Revenue increased to $11.36 billion from $11.24 billion the year before, above the $11.25 billion forecasts. North America, Nike's (ticker: NKE) largest market, had a 12 percent increase in revenue, the highest of all geographies. The business stated in an earnings conference Monday evening that increased customer demand, particularly for online items, helped raise profitability. Nike's digital sales increased by 11% in the quarter, accounting for 25% of the company's overall revenue worldwide. Last quarter, Nike increased its investment in its mobile platform.
Despite the stock's recent gain, Trefis values Nike at $171 per share, a 4 percent premium to the current market price, based on two important prospects.

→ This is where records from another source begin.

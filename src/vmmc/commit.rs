//! Steps 4-7: global constraints, the before/after cluster energy,
//! commit-or-revert, and the final cell/`is_in_cluster` cleanup.
//!
//! Grounded in the tail of `VMMC_dynamics` in the original source:
//! `_compute_cluster_energy` bracketing the move, the `force_reject`
//! checks, and the final pass that always calls `change_cell` regardless
//! of whether the move was kept.

use crate::config::SimConfig;
use crate::core::{Cells, Particle};
use crate::math::{Real, Vector, mid_sqr_distance};
use crate::oracle::{PairOracle, pair_energy};
use crate::vmmc::kinematics::{Move, apply_move};

pub struct FinalizeOutcome {
    pub accepted: bool,
    pub delta_e: Real,
}

/// Sum of `pair_energy(p, q)` over every cluster member `p` and every
/// particle `q` in `p`'s 27-cell neighborhood that is *not* in the
/// cluster. Each (member, outside neighbor) combination is visited
/// exactly once since the outer loop ranges only over cluster members.
pub fn cluster_energy(
    particles: &[Particle],
    cells: &Cells,
    clust: &[usize],
    is_in_cluster: &[bool],
    oracle: &dyn PairOracle,
    e: Vector,
) -> Real {
    let mut total = 0.0;
    for &p in clust {
        for q in cells.neighborhood_of(particles[p].r) {
            if q == p || is_in_cluster[q] {
                continue;
            }
            let result = pair_energy(oracle, &particles[p], &particles[q], e);
            debug_assert!(!result.overlap);
            total += result.energy;
        }
    }
    total
}

/// Moves every cluster member, rebinding its cell, and checks that it
/// stayed within `vmmc_max_move` of the seed's (live, already-updated)
/// position. The rotation/translation pivot is the seed's position
/// *before* any member moved — fixed for the whole pass, so every
/// member rotates about the same point. Returns whether any member
/// violated the displacement cap; every member is still snapshotted and
/// moved even after a violation is seen, so a subsequent revert can
/// restore all of them uniformly.
pub fn apply_cluster_move(
    particles: &mut [Particle],
    cells: &mut Cells,
    config: &SimConfig,
    mv: Move,
    clust: &[usize],
) -> bool {
    let pivot = particles[clust[0]].r;
    let cap_sqr = config.vmmc_max_move * config.vmmc_max_move;
    let mut violated = false;

    for &idx in clust {
        particles[idx].snapshot_in_place();
        apply_move(mv, pivot, &mut particles[idx], config.box_size);
        cells.change_cell(particles, idx);

        let seed_now = particles[clust[0]].r;
        let d2 = mid_sqr_distance(seed_now, particles[idx].r, config.box_size);
        if d2 > cap_sqr {
            violated = true;
        }
    }
    violated
}

/// Steps 4-7 in sequence. `is_in_cluster` is cleared for every member on
/// return, whatever the outcome, leaving the working set empty.
#[allow(clippy::too_many_arguments)]
pub fn finalize(
    particles: &mut [Particle],
    cells: &mut Cells,
    config: &SimConfig,
    mv: Move,
    clust: &[usize],
    is_in_cluster: &mut [bool],
    prelinked_particles: &[usize],
    oracle: &dyn PairOracle,
) -> FinalizeOutcome {
    let mut force_reject = clust.len() >= config.vmmc_max_cluster
        || prelinked_particles.iter().any(|&q| !is_in_cluster[q]);

    let mut delta_e = 0.0;
    let mut moved = false;

    if !force_reject {
        let e_before = cluster_energy(particles, cells, clust, is_in_cluster, oracle, config.e);
        moved = true;
        if apply_cluster_move(particles, cells, config, mv, clust) {
            force_reject = true;
        }
        if !force_reject {
            let e_after = cluster_energy(particles, cells, clust, is_in_cluster, oracle, config.e);
            delta_e = e_after - e_before;
        }
    }

    if force_reject && moved {
        for &idx in clust {
            particles[idx].restore_in_place();
        }
    }

    for &idx in clust {
        cells.change_cell(particles, idx);
        is_in_cluster[idx] = false;
    }

    FinalizeOutcome {
        accepted: !force_reject,
        delta_e,
    }
}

Nike's revenue growth is the first potential we identify. Revenue increased by 16 percent year over year to $12.2 billion. Strong demand supported the growth, notably in its direct and digital channels, where sales increased by 28% and 29%, respectively. In fact, digital sales increased even while traditional shop sales recovered from the epidemic.
Direct-to-consumer sales, on the other hand, tend to have larger gross margins and provide the corporation more control over the sales process. As a result, the company's total margins increased by 1.7 percentage points to 46.5 percent, resulting in a 22 percent increase in earnings per share to $1.16 in the first quarter. Nike also stated that more than 65 percent of its overall sales were made at full price, exceeding the company's own goal. By 2025, the corporation looks to be on track to generate 40% of its income from owned digital sales, according to the numbers.
Nike expects markdowns to be lower than average for the rest of fiscal 2022 due to supply chain restrictions. To account for some of the additional supply chain expenses, the firm plans to raise prices in the low single digits in the second half of the year.
Revenue decreases in China, as well as other areas of Asia, were "primarily attributable to decreased levels of available inventory resulting from COVID-19 related facility closures," according to the company's results announcement. Nike's inventory was up 7% year over year to $6.5 billion, according to the business. The firm has revealed challenges with producing its products in Vietnam, including factory closures due to a virus outbreak, as well as rising expenses for shipping items and paying workers. Nike stock has risen 10.6 percent this year, underperforming the S& P 500 index's 23 percent increase and the Dow Jones Industrial Average's 15.5 percent gain. One of Dow's 30 components is Nike.